Day #1 Karyaku mengenangmu

Aku berjalan-jalan di sebuah hutan yang gelap dan penuh dengan semak belukar. Terkadang aku melihat cahaya yang datangnya dari sebuah kunang-kunang dan para peri yang berbaik hati menerangi jalan. Namun ketika siang datang, bukan keindahan dan sebuah cahaya kekal yang ku peroleh. Menjadikan hutan yang gelap itu semakin suram karena tidak berhasil ditembus sang cahaya. Menuju hingga akan sampai di ujung hutan, aku sedikit berlari, mencoba menangkap sesuatu yang tidak tahu apa namun membuatku bergairah. Lambat laun aku mengetahui ternyata hanya seseorang biasa yang tidak aku harapkan kehadirannya. Menurutku akan merepotkan jika membawanya bersama melewati hutan belantara ini. Ternyata, tetap ada hasrat untuk segera mendatangi orang itu, ternyata benar hasratku tersebut membawaku kepada seorang pangeran yang sedang patah tangannya. Dia bukan orang biasa, bukan juga karena pangeran. Namun karena dia terluka, aku mengangkatnya. Menggotongnya dan kejutan terakhirnya, aku memeluknya untuk meredakan rasa sakitnya. Entah kekuatan apa, aku yang bertambah kuat dan semakin semangat menemukan jalan keluar. Diperutku seperti ada banyak kupu-kupu, yang menggelitik dan mengajakku untuk berlari semakin kencang. Lapar dan dahaga tidak terasa karena sang pangeran membuatku tetap merasa kenyang. Kenyang akan bahagia. Seperti dicerita dongeng, aku berharap sesuatu yang berawal kurang membahagiakan akan berakhir bahagia. *ini bukanlah cerita dongeng namun aku berharap akhir yang sama.

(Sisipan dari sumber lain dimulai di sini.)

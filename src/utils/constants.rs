/// Backend base URL.
/// Configured at compile time:
/// - development: http://localhost:3000 (default)
/// - production: via BACKEND_URL env var (loaded from .env by build.rs)
pub const BACKEND_URL: &str = match option_env!("BACKEND_URL") {
    Some(url) => url,
    None => "http://localhost:3000",
};

/// How often the home screen re-fetches the ongoing attendance.
pub const ATTENDANCE_POLL_INTERVAL_MS: u32 = 10_000;

/// Lifetime of a transient message before it clears itself.
pub const MESSAGE_LIFETIME_MS: u32 = 3_000;

/// localStorage key for the offline user data of the signed-in user.
pub const STORAGE_KEY_USER_DATA: &str = "attendance_userData";

/// localStorage key for the selected UI language.
pub const STORAGE_KEY_LANGUAGE: &str = "attendance_language";
// ============================================================================
// INPUT VALIDATORS - pure format predicates over raw input
// ============================================================================

use once_cell::sync::Lazy;
use regex::Regex;

/// Six-digit identifier: OTP codes and workplace ids share this format.
static DEFAULT_ID: Lazy<Regex> = Lazy::new(|| Regex::new(r"^[0-9]{6}$").unwrap());

/// Student code, e.g. "123456ABCD".
static STUDENT_CODE: Lazy<Regex> =
    Lazy::new(|| Regex::new(r"^[0-9]{6}[A-Za-z]{4}$").unwrap());

/// Best-effort uni-id shape, e.g. "student1" or "mari.maasikas".
static UNI_ID: Lazy<Regex> = Lazy::new(|| Regex::new(r"^[A-Za-z0-9._-]+$").unwrap());

pub fn is_valid_default_id(input: &str) -> bool {
    DEFAULT_ID.is_match(input)
}

pub fn is_valid_student_code(input: &str) -> bool {
    STUDENT_CODE.is_match(input)
}

pub fn is_valid_uni_id(input: &str) -> bool {
    UNI_ID.is_match(input)
}

pub fn is_strong_password(password: &str) -> bool {
    password.chars().count() >= 8
}

pub fn passwords_match(password: &str, confirm: &str) -> bool {
    password == confirm
}

/// Gate for the final wizard step: length and confirmation together.
pub fn is_password_form_valid(password: &str, confirm: &str) -> bool {
    is_strong_password(password) && passwords_match(password, confirm)
}
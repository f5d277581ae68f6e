pub mod message;
pub mod monitor;
pub mod recovery;

pub use message::{Message, MessageAction, MessageSeverity, MessageSlot};
pub use monitor::{build_attendance_check, MonitorAction, MonitorState};
pub use recovery::{RecoveryAction, RecoveryState, RecoveryStep};
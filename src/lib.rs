// ============================================================================
// ATTENDANCE PWA - client core
// ============================================================================
// - views: render DOM, no business logic
// - hooks: controller logic (recovery wizard, attendance monitor, toasts)
// - state: pure reducers, one per controller
// - services: backend + offline storage access only
// ============================================================================

pub mod app;
pub mod hooks;
pub mod models;
pub mod services;
pub mod state;
pub mod utils;
pub mod views;

use wasm_bindgen::prelude::*;

use crate::app::App;

#[wasm_bindgen(start)]
pub fn main() -> Result<(), JsValue> {
    console_error_panic_hook::set_once();
    wasm_logger::init(wasm_logger::Config::default());
    log::info!("🚀 Attendance PWA starting");

    yew::Renderer::<App>::new().render();
    Ok(())
}
use gloo_timers::callback::Timeout;
use yew::prelude::*;

use crate::state::{Message, MessageAction, MessageSlot};
use crate::utils::MESSAGE_LIFETIME_MS;

/// Handle over the shared toast slot: show a message that clears itself
/// after `MESSAGE_LIFETIME_MS`, or clear it early.
#[derive(Clone)]
pub struct UseTransientMessageHandle {
    slot: UseReducerHandle<MessageSlot>,
    pub show: Callback<Message>,
    pub clear: Callback<()>,
}

impl UseTransientMessageHandle {
    pub fn current(&self) -> Option<Message> {
        self.slot.current().cloned()
    }
}

impl PartialEq for UseTransientMessageHandle {
    fn eq(&self, other: &Self) -> bool {
        self.slot == other.slot
    }
}

#[hook]
pub fn use_transient_message() -> UseTransientMessageHandle {
    let slot = use_reducer(MessageSlot::default);
    let next_token = use_mut_ref(|| 0u64);
    // exactly one expiry timer is alive at a time; replacing the handle
    // cancels the previous one
    let timer = use_mut_ref(|| None::<Timeout>);

    let show = {
        let slot = slot.clone();
        let next_token = next_token.clone();
        let timer = timer.clone();
        Callback::from(move |message: Message| {
            let token = {
                let mut counter = next_token.borrow_mut();
                *counter += 1;
                *counter
            };
            slot.dispatch(MessageAction::Show { message, token });

            let expiry = Timeout::new(MESSAGE_LIFETIME_MS, {
                let slot = slot.clone();
                move || slot.dispatch(MessageAction::Expire(token))
            });
            *timer.borrow_mut() = Some(expiry);
        })
    };

    let clear = {
        let slot = slot.clone();
        let timer = timer.clone();
        Callback::from(move |_| {
            *timer.borrow_mut() = None;
            slot.dispatch(MessageAction::Clear);
        })
    };

    // cancel the pending timer on unmount; no expiry may run after teardown
    {
        let timer = timer.clone();
        use_effect_with((), move |_| {
            move || {
                *timer.borrow_mut() = None;
            }
        });
    }

    UseTransientMessageHandle { slot, show, clear }
}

Sampailah aku diujung hutan belantara, tangan pangeranpun sudah bisa menggenggamku sekarang. Tangannya yang patah telah sembuh dan terobati. Sungguh hutan yang penuh magic. Kami melewati rerumputan yang penuh dengan bunga. Sesekali kumbang-kumbang berbisik kami sangat serasi. Cocok sebagai sepasang kekasih. Kami pun berjanji kepada kumbang-kumbang tersebut, akan menikah dan memiliki lima orang anak yang cantik dan tampan. Dan akan memperkenalkannya kepada para kumbang yang baik hati memberikan pujiannya. Ooh, bagiku, itu rencana yang terlalu cepat untuk dilafalkan, namun mimpi yang sangat indah jika dibayangkan.
Sampailah aku dan pangeran disebuah kota yang dikelilingi rerumputan penuh bunga. Kota yang besar namun sangat menyenangkan. Orang-orangnya ramah. Memberikan banyak sanjungan dan bantuan. Aku dan pangeranpun sangat berbahagia, kamipun sapai terbutakan oleh serbuk-serbuk bunga yang wangi. Aku dan pangeran membuat sebuah rumah. Rumah dengan arsitektur romawi yang kuno namun indah. Kami bangun dengan rasa kepercayaan tinggi dan bahagia yang meluap.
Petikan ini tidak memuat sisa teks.